1 In 5 Californians Would Skip On Health Insurance Without Tax Penalty

Without the threat of a tax penalty, one in five Californians would not have signed up for health insurance this year, Harvard University researchers discovered as a part of a survey released Thursday.

One in five equates to roughly 378,000 state residents, said Dr. John Hsu, an associate professor of health care policy at Harvard Medical School, and perhaps not surprisingly, many in that group were people expected to use the health care system least because of their good health.

The problem is that no one has a crystal ball, said Peter V. Lee, the executive director of Covered California, the state health insurance marketplace created under the Affordable Care Act. That act also provided that many taxpayers would receive a credit if they signed up for insurance or a penalty if they did not.

“The consumers who decide to … go uninsured are rolling the dice, hoping they will remain healthy, but the fact is that many of them will lose that bet,” Lee said. “The reality is that if 378,000 Californians decide to go without insurance, over 60,000 of them – 1 out of 6 – are likely to need medical care that will cost them more than $10,000. … The real penalty is not what the IRS would collect for being uninsured but rather showing up at the hospital with no insurance and leaving with massive debt.”

Lee stressed that Covered California had the financial reserves and flexibility to thrive despite a decline in enrollees. Rather, he said, it is middle-class Americans who receive no subsidy to assist with their insurance premiums who will suffer as enrollment declines and premiums skyrocket.

Californians, he said, will suffer some of the lowest premium price shocks – between 12 and 16 percent – but residents of the 36 states who buy insurance on the federal marketplace could see premiums spike by 30 percent.

There’s a deep concern about equity for residents of those states, said Jeanette Thornton, an executive with the trade and advocacy group America’s Health Insurance Plans, because, as policies with the consumer protections required by the Affordable Care Act become too pricey, consumers may turn to the substandard short-term policies recently proposed by the Trump administration’s Center for Medicare and Medicaid Services.

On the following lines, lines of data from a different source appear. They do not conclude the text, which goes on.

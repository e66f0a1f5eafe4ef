//! Live schedule feed for one followed team.
//!
//! A [`GameFeed`] owns at most one [`SyncSession`]. The session owns the
//! polling task; dropping it aborts the task. Results are published through a
//! `watch` channel so every subscriber sees whole snapshots only.
use crate::client::{ApiResult, HomecourtApi, normalize_schedule};
use crate::wire::RawGame;
use crate::{DisplayGame, teams};
use chrono::{DateTime, Utc};
use log::{debug, warn};
use std::fmt;
use std::future::Future;
use std::sync::Arc;
use std::sync::atomic::{AtomicU64, Ordering};
use std::time::Duration;
use tokio::sync::watch;
use tokio::task::JoinHandle;
use tokio::time::{MissedTickBehavior, interval};

pub const DEFAULT_REFRESH_INTERVAL: Duration = Duration::from_secs(60);
const MIN_REFRESH_INTERVAL: Duration = Duration::from_millis(1);

/// Anything that can answer "what are this team's next games".
pub trait ScheduleSource: Send + Sync + 'static {
    fn fetch_schedule(&self, team_key: &str) -> impl Future<Output = ApiResult<Vec<RawGame>>> + Send;
}

impl ScheduleSource for HomecourtApi {
    fn fetch_schedule(&self, team_key: &str) -> impl Future<Output = ApiResult<Vec<RawGame>>> + Send {
        HomecourtApi::fetch_schedule(self, team_key)
    }
}

#[derive(Debug, Clone, Copy)]
pub struct FeedConfig {
    pub refresh_interval: Duration,
}

impl Default for FeedConfig {
    fn default() -> Self {
        Self { refresh_interval: DEFAULT_REFRESH_INTERVAL }
    }
}

/// What subscribers observe. Replaced wholesale on every publish.
#[derive(Debug, Clone, Default)]
pub struct FeedSnapshot {
    /// Team the games belong to; `None` before the first selection.
    pub team: Option<String>,
    pub games: Arc<Vec<DisplayGame>>,
    /// Bumped on every change, including the reset when the team changes.
    pub revision: u64,
    pub last_refreshed: Option<DateTime<Utc>>,
}

#[derive(Debug, Clone, PartialEq, Eq)]
pub enum FeedError {
    EmptyTeam,
}

impl fmt::Display for FeedError {
    fn fmt(&self, f: &mut fmt::Formatter<'_>) -> fmt::Result {
        match self {
            FeedError::EmptyTeam => write!(f, "no team selected"),
        }
    }
}

impl std::error::Error for FeedError {}

/// One active subscription: a team plus the task polling for it.
#[derive(Debug)]
pub struct SyncSession {
    team: String,
    request_key: String,
    task: JoinHandle<()>,
}

impl SyncSession {
    pub fn team(&self) -> &str {
        &self.team
    }

    /// The key sent upstream: the team's code, or the raw selection.
    pub fn request_key(&self) -> &str {
        &self.request_key
    }
}

impl Drop for SyncSession {
    fn drop(&mut self) {
        self.task.abort();
    }
}

/// State shared between the feed and its polling task.
#[derive(Debug)]
struct Shared {
    snapshot: watch::Sender<FeedSnapshot>,
    /// Only cycles started under the current epoch may publish. Read and
    /// written while holding the watch lock.
    epoch: AtomicU64,
}

impl Shared {
    /// Invalidate in-flight cycles. With `Some(team)` the snapshot is also
    /// reset to an empty list for that team.
    fn begin_epoch(&self, team: Option<&str>) -> u64 {
        let mut epoch = 0;
        self.snapshot.send_if_modified(|snapshot| {
            epoch = self.epoch.fetch_add(1, Ordering::SeqCst) + 1;
            let Some(team) = team else {
                return false;
            };
            *snapshot = FeedSnapshot {
                team: Some(team.to_owned()),
                games: Arc::default(),
                revision: snapshot.revision + 1,
                last_refreshed: None,
            };
            true
        });
        epoch
    }

    fn publish(&self, epoch: u64, games: Vec<DisplayGame>) -> bool {
        self.snapshot.send_if_modified(|snapshot| {
            if self.epoch.load(Ordering::SeqCst) != epoch {
                return false;
            }
            snapshot.games = Arc::new(games);
            snapshot.revision += 1;
            snapshot.last_refreshed = Some(Utc::now());
            true
        })
    }
}

/// Keeps the displayed schedule for one team fresh.
pub struct GameFeed<S: ScheduleSource> {
    source: Arc<S>,
    config: FeedConfig,
    shared: Arc<Shared>,
    session: Option<SyncSession>,
}

impl<S: ScheduleSource> GameFeed<S> {
    pub fn new(source: S, config: FeedConfig) -> Self {
        let (snapshot, _) = watch::channel(FeedSnapshot::default());
        Self {
            source: Arc::new(source),
            config: FeedConfig {
                refresh_interval: config.refresh_interval.max(MIN_REFRESH_INTERVAL),
            },
            shared: Arc::new(Shared { snapshot, epoch: AtomicU64::new(0) }),
            session: None,
        }
    }

    pub fn subscribe(&self) -> watch::Receiver<FeedSnapshot> {
        self.shared.snapshot.subscribe()
    }

    pub fn snapshot(&self) -> FeedSnapshot {
        self.shared.snapshot.borrow().clone()
    }

    /// Most recently published games.
    pub fn last_games(&self) -> Arc<Vec<DisplayGame>> {
        self.shared.snapshot.borrow().games.clone()
    }

    pub fn session(&self) -> Option<&SyncSession> {
        self.session.as_ref()
    }

    pub fn is_running(&self) -> bool {
        self.session.is_some()
    }

    pub fn active_team(&self) -> Option<&str> {
        self.session.as_ref().map(SyncSession::team)
    }

    /// Follow `team`: fetch now, then every refresh interval.
    ///
    /// A blank team stops any running session and is rejected before a
    /// request is made. Starting the team that is already running is a no-op.
    /// Must be called from within a tokio runtime.
    pub fn start(&mut self, team: &str) -> Result<(), FeedError> {
        let team = team.trim();
        if team.is_empty() {
            self.stop();
            return Err(FeedError::EmptyTeam);
        }
        if self.active_team() == Some(team) {
            return Ok(());
        }

        self.stop();
        let epoch = self.shared.begin_epoch(Some(team));
        self.spawn_session(team, epoch);
        Ok(())
    }

    /// Restart the current session so it fetches immediately. Keeps the
    /// games already on screen until the new cycle publishes.
    pub fn refresh(&mut self) {
        let Some(session) = self.session.take() else {
            return;
        };
        let epoch = self.shared.begin_epoch(None);
        let team = session.team.clone();
        drop(session);
        self.spawn_session(&team, epoch);
    }

    /// Cancel the polling task. Safe to call at any time.
    pub fn stop(&mut self) {
        if let Some(session) = self.session.take() {
            self.shared.begin_epoch(None);
            debug!("stopped schedule feed for {}", session.team);
        }
    }

    fn spawn_session(&mut self, team: &str, epoch: u64) {
        let request_key = teams::name_to_code(team)
            .map(str::to_owned)
            .unwrap_or_else(|| team.to_owned());
        let refresh_interval = self.config.refresh_interval;

        debug!("starting schedule feed for {team} ({request_key}) every {refresh_interval:?}");
        let task = tokio::spawn(poll_schedule(
            self.source.clone(),
            self.shared.clone(),
            request_key.clone(),
            epoch,
            refresh_interval,
        ));

        self.session = Some(SyncSession {
            team: team.to_owned(),
            request_key,
            task,
        });
    }
}

impl<S: ScheduleSource> Drop for GameFeed<S> {
    fn drop(&mut self) {
        self.stop();
    }
}

async fn poll_schedule<S: ScheduleSource>(
    source: Arc<S>,
    shared: Arc<Shared>,
    request_key: String,
    epoch: u64,
    refresh_interval: Duration,
) {
    let mut ticker = interval(refresh_interval);
    ticker.set_missed_tick_behavior(MissedTickBehavior::Delay);

    loop {
        // First tick completes immediately.
        ticker.tick().await;
        run_cycle(source.as_ref(), &shared, &request_key, epoch).await;
    }
}

/// One fetch-normalize-publish pass. Failures leave the snapshot untouched.
async fn run_cycle<S: ScheduleSource>(source: &S, shared: &Shared, request_key: &str, epoch: u64) {
    match source.fetch_schedule(request_key).await {
        Ok(raw) => {
            let games = normalize_schedule(request_key, &raw);
            let count = games.len();
            if shared.publish(epoch, games) {
                debug!("published {count} games for {request_key}");
            } else {
                debug!("discarded stale schedule for {request_key}");
            }
        }
        Err(e) => warn!("schedule refresh for {request_key} failed: {e}"),
    }
}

“Healthy people could be the same ones who gravitate toward these non-ACA plans, especially if they are unsubsidized and don’t qualify for the premium tax credit,” Thornton said.

Anthony Wright, the leader of the consumer advocacy group Health Access California, said in a news release: “This so-called short-term coverage is actually a long con, collecting premiums from patients but not actually covering medically necessary care. This substandard coverage imperils the finances of those who buy it, but also spikes premiums and destabilizes the insurance market for everybody else.”

Lee, Thornton and Wright said Americans must push Congress and state legislatures to protect consumers by outlawing such insurance policies. Lee told The Bee in an earlier interview that the nation is speeding toward a day when state residency will determine the “haves and have-nots” of health care.

Consumers who have access to state-based exchanges will have access to affordable coverage with consumer protections and consequently better health outcomes, Lee said, than consumers in states served by the federal exchanges.

“Those who developed the Affordable Care Act assumed that 35 or 40 states would set up what California did, a state-based marketplace,” said Lee, who was a member of the Obama administration at the time. “They assumed that, of course, states would do this themselves and they would do a better job. … What they didn’t count on was the political backlash, and many states bought into, in some ways, the anti-Obama rhetoric and stepped back instead of stepping in.”

That was not the case in California, Lee said, where the Republican Gov. Arnold Schwarzenegger joined with a Democrat-controlled Legislature in a bipartisan effort to establish the foundation for Covered California.